> _What is needed_: Return each entry precisely as it appears below.

[[ Input open ]]

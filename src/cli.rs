use clap::Parser;

#[derive(Parser, Debug)]
#[command(
    name = "trellis",
    version,
    about = "ReAct garden-planning agent powered by Ollama"
)]
pub struct Cli {
    #[arg(long, default_value = "http://127.0.0.1:11434")]
    pub ollama_url: String,
    #[arg(long)]
    pub config: Option<String>,
    #[arg(long)]
    pub system: Option<String>,
    #[arg(long)]
    pub prompt_file: Option<String>,
    #[arg(long)]
    pub max_steps: Option<usize>,
    #[arg(long)]
    pub stop_on_error: bool,
    #[arg(long)]
    pub trajectory_out: Option<String>,
    #[arg()]
    pub prompt: Vec<String>,
}
mod decision;
mod parser;
mod prompt;
mod runner;
mod trajectory;

#[cfg(test)]
mod tests;

pub use decision::Decision;
pub use parser::parse_response;
pub use prompt::{DEFAULT_REACT_FORMAT, DEFAULT_SYSTEM_PROMPT, PromptBuilder};
pub use runner::{Agent, PlanningStrategy};
pub use trajectory::{Message, Step, ToolCallRecord, Trajectory};
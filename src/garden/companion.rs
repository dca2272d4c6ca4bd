use async_trait::async_trait;
use serde_json::{Map, Value, json};

use crate::application::tooling::{ParamKind, ParamSpec, Tool, ToolInvokeError, ToolSpec};

use super::types::Relationship;

struct Interaction {
    relationship: Relationship,
    reason: &'static str,
    confidence: f64,
}

// Pairs are stored once; lookup checks both orders.
const INTERACTIONS: &[(&str, &str, Relationship, &str, f64)] = &[
    (
        "tomato",
        "basil",
        Relationship::Beneficial,
        "Basil repels aphids and improves tomato flavor",
        0.9,
    ),
    (
        "tomato",
        "marigold",
        Relationship::Beneficial,
        "Marigolds deter nematodes and whiteflies",
        0.85,
    ),
    (
        "tomato",
        "cabbage",
        Relationship::Antagonistic,
        "Both are heavy feeders and compete for nutrients",
        0.7,
    ),
    (
        "tomato",
        "fennel",
        Relationship::Antagonistic,
        "Fennel inhibits growth of most plants",
        0.95,
    ),
    (
        "basil",
        "pepper",
        Relationship::Beneficial,
        "Basil repels aphids and thrips that harm peppers",
        0.85,
    ),
    (
        "pepper",
        "fennel",
        Relationship::Antagonistic,
        "Fennel inhibits pepper growth",
        0.8,
    ),
];

fn lookup(plant_a: &str, plant_b: &str) -> Option<Interaction> {
    INTERACTIONS
        .iter()
        .find(|(a, b, ..)| {
            (*a == plant_a && *b == plant_b) || (*a == plant_b && *b == plant_a)
        })
        .map(|(_, _, relationship, reason, confidence)| Interaction {
            relationship: *relationship,
            reason,
            confidence: *confidence,
        })
}

pub struct CompanionCompatibilityTool {
    spec: ToolSpec,
}

impl Default for CompanionCompatibilityTool {
    fn default() -> Self {
        Self::new()
    }
}

impl CompanionCompatibilityTool {
    pub fn new() -> Self {
        Self {
            spec: ToolSpec::new(
                "check_companion_compatibility",
                "Validates companion planting relationships between plants",
            )
            .with_param(
                "plant_a",
                ParamSpec::required(ParamKind::String, "First plant name"),
            )
            .with_param(
                "plant_b",
                ParamSpec::required(ParamKind::String, "Second plant name"),
            ),
        }
    }
}

#[async_trait]
impl Tool for CompanionCompatibilityTool {
    fn spec(&self) -> &ToolSpec {
        &self.spec
    }

    async fn invoke(&self, args: Map<String, Value>) -> Result<Value, ToolInvokeError> {
        let plant_a = args
            .get("plant_a")
            .and_then(Value::as_str)
            .unwrap_or_default()
            .to_lowercase();
        let plant_b = args
            .get("plant_b")
            .and_then(Value::as_str)
            .unwrap_or_default()
            .to_lowercase();

        let interaction = lookup(&plant_a, &plant_b).unwrap_or(Interaction {
            relationship: Relationship::Neutral,
            reason: "No known interaction between these plants",
            confidence: 0.5,
        });

        Ok(json!({
            "relationship": interaction.relationship,
            "reason": interaction.reason,
            "confidence": interaction.confidence,
        }))
    }
}

#[cfg(test)]
mod tests {
    use super::*;

    fn args(plant_a: &str, plant_b: &str) -> Map<String, Value> {
        let mut map = Map::new();
        map.insert("plant_a".to_string(), json!(plant_a));
        map.insert("plant_b".to_string(), json!(plant_b));
        map
    }

    #[tokio::test]
    async fn known_pair_is_beneficial() {
        let tool = CompanionCompatibilityTool::new();
        let result = tool
            .invoke(args("tomato", "basil"))
            .await
            .expect("lookup succeeds");

        assert_eq!(result["relationship"], json!("beneficial"));
        assert_eq!(result["confidence"], json!(0.9));
    }

    #[tokio::test]
    async fn lookup_is_symmetric_and_case_insensitive() {
        let tool = CompanionCompatibilityTool::new();
        let forward = tool
            .invoke(args("Tomato", "Fennel"))
            .await
            .expect("lookup succeeds");
        let reverse = tool
            .invoke(args("fennel", "tomato"))
            .await
            .expect("lookup succeeds");

        assert_eq!(forward, reverse);
        assert_eq!(forward["relationship"], json!("antagonistic"));
    }

    #[tokio::test]
    async fn unknown_pair_defaults_to_neutral() {
        let tool = CompanionCompatibilityTool::new();
        let result = tool
            .invoke(args("lettuce", "mint"))
            .await
            .expect("lookup succeeds");

        assert_eq!(result["relationship"], json!("neutral"));
        assert_eq!(result["confidence"], json!(0.5));
    }
}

[[ Input closed ]]

> _Response to the task_:
filename src/cli.rs
use clap::Parser;

#[derive(Parser, Debug)]
#[command(
    name = "trellis",
    version,
    about = "ReAct garden-planning agent powered by Ollama"
)]
pub struct Cli {
    #[arg(long, default_value = "http://127.0.0.1:11434")]
    pub ollama_url: String,
    #[arg(long)]
    pub config: Option<String>,
    #[arg(long)]
    pub system: Option<String>,
    #[arg(long)]
    pub prompt_file: Option<String>,
    #[arg(long)]
    pub max_steps: Option<usize>,
    #[arg(long)]
    pub stop_on_error: bool,
    #[arg(long)]
    pub trajectory_out: Option<String>,
    #[arg()]
    pub prompt: Vec<String>,
}
mod decision;
mod parser;
mod prompt;
mod runner;
mod trajectory;

#[cfg(test)]
mod tests;

pub use decision::Decision;
pub use parser::parse_response;
pub use prompt::{DEFAULT_REACT_FORMAT, DEFAULT_SYSTEM_PROMPT, PromptBuilder};
pub use runner::{Agent, PlanningStrategy};
pub use trajectory::{Message, Step, ToolCallRecord, Trajectory};
filename src/garden/companion.rs
repository dca2272d4c6ca4bd
use async_trait::async_trait;
use serde_json::{Map, Value, json};

use crate::application::tooling::{ParamKind, ParamSpec, Tool, ToolInvokeError, ToolSpec};

use super::types::Relationship;

struct Interaction {
    relationship: Relationship,
    reason: &'static str,
    confidence: f64,
}

// Pairs are stored once; lookup checks both orders.
const INTERACTIONS: &[(&str, &str, Relationship, &str, f64)] = &[
    (
        "tomato",
        "basil",
        Relationship::Beneficial,
        "Basil repels aphids and improves tomato flavor",
        0.9,
    ),
    (
        "tomato",
        "marigold",
        Relationship::Beneficial,
        "Marigolds deter nematodes and whiteflies",
        0.85,
    ),
    (
        "tomato",
        "cabbage",
        Relationship::Antagonistic,
        "Both are heavy feeders and compete for nutrients",
        0.7,
    ),
    (
        "tomato",
        "fennel",
        Relationship::Antagonistic,
        "Fennel inhibits growth of most plants",
        0.95,
    ),
    (
        "basil",
        "pepper",
        Relationship::Beneficial,
        "Basil repels aphids and thrips that harm peppers",
        0.85,
    ),
    (
        "pepper",
        "fennel",
        Relationship::Antagonistic,
        "Fennel inhibits pepper growth",
        0.8,
    ),
];

fn lookup(plant_a: &str, plant_b: &str) -> Option<Interaction> {
    INTERACTIONS
        .iter()
        .find(|(a, b, ..)| {
            (*a == plant_a && *b == plant_b) || (*a == plant_b && *b == plant_a)
        })
        .map(|(_, _, relationship, reason, confidence)| Interaction {
            relationship: *relationship,
            reason,
            confidence: *confidence,
        })
}

pub struct CompanionCompatibilityTool {
    spec: ToolSpec,
}

impl Default for CompanionCompatibilityTool {
    fn default() -> Self {
        Self::new()
    }
}

impl CompanionCompatibilityTool {
    pub fn new() -> Self {
        Self {
            spec: ToolSpec::new(
                "check_companion_compatibility",
                "Validates companion planting relationships between plants",
            )
            .with_param(
                "plant_a",
                ParamSpec::required(ParamKind::String, "First plant name"),
            )
            .with_param(
                "plant_b",
                ParamSpec::required(ParamKind::String, "Second plant name"),
            ),
        }
    }
}

#[async_trait]
impl Tool for CompanionCompatibilityTool {
    fn spec(&self) -> &ToolSpec {
        &self.spec
    }

    async fn invoke(&self, args: Map<String, Value>) -> Result<Value, ToolInvokeError> {
        let plant_a = args
            .get("plant_a")
            .and_then(Value::as_str)
            .unwrap_or_default()
            .to_lowercase();
        let plant_b = args
            .get("plant_b")
            .and_then(Value::as_str)
            .unwrap_or_default()
            .to_lowercase();

        let interaction = lookup(&plant_a, &plant_b).unwrap_or(Interaction {
            relationship: Relationship::Neutral,
            reason: "No known interaction between these plants",
            confidence: 0.5,
        });

        Ok(json!({
            "relationship": interaction.relationship,
            "reason": interaction.reason,
            "confidence": interaction.confidence,
        }))
    }
}

#[cfg(test)]
mod tests {
    use super::*;

    fn args(plant_a: &str, plant_b: &str) -> Map<String, Value> {
        let mut map = Map::new();
        map.insert("plant_a".to_string(), json!(plant_a));
        map.insert("plant_b".to_string(), json!(plant_b));
        map
    }

    #[tokio::test]
    async fn known_pair_is_beneficial() {
        let tool = CompanionCompatibilityTool::new();
        let result = tool
            .invoke(args("tomato", "basil"))
            .await
            .expect("lookup succeeds");

        assert_eq!(result["relationship"], json!("beneficial"));
        assert_eq!(result["confidence"], json!(0.9));
    }

    #[tokio::test]
    async fn lookup_is_symmetric_and_case_insensitive() {
        let tool = CompanionCompatibilityTool::new();
        let forward = tool
            .invoke(args("Tomato", "Fennel"))
            .await
            .expect("lookup succeeds");
        let reverse = tool
            .invoke(args("fennel", "tomato"))
            .await
            .expect("lookup succeeds");

        assert_eq!(forward, reverse);
        assert_eq!(forward["relationship"], json!("antagonistic"));
    }

    #[tokio::test]
    async fn unknown_pair_defaults_to_neutral() {
        let tool = CompanionCompatibilityTool::new();
        let result = tool
            .invoke(args("lettuce", "mint"))
            .await
            .expect("lookup succeeds");

        assert_eq!(result["relationship"], json!("neutral"));
        assert_eq!(result["confidence"], json!(0.5));
    }
}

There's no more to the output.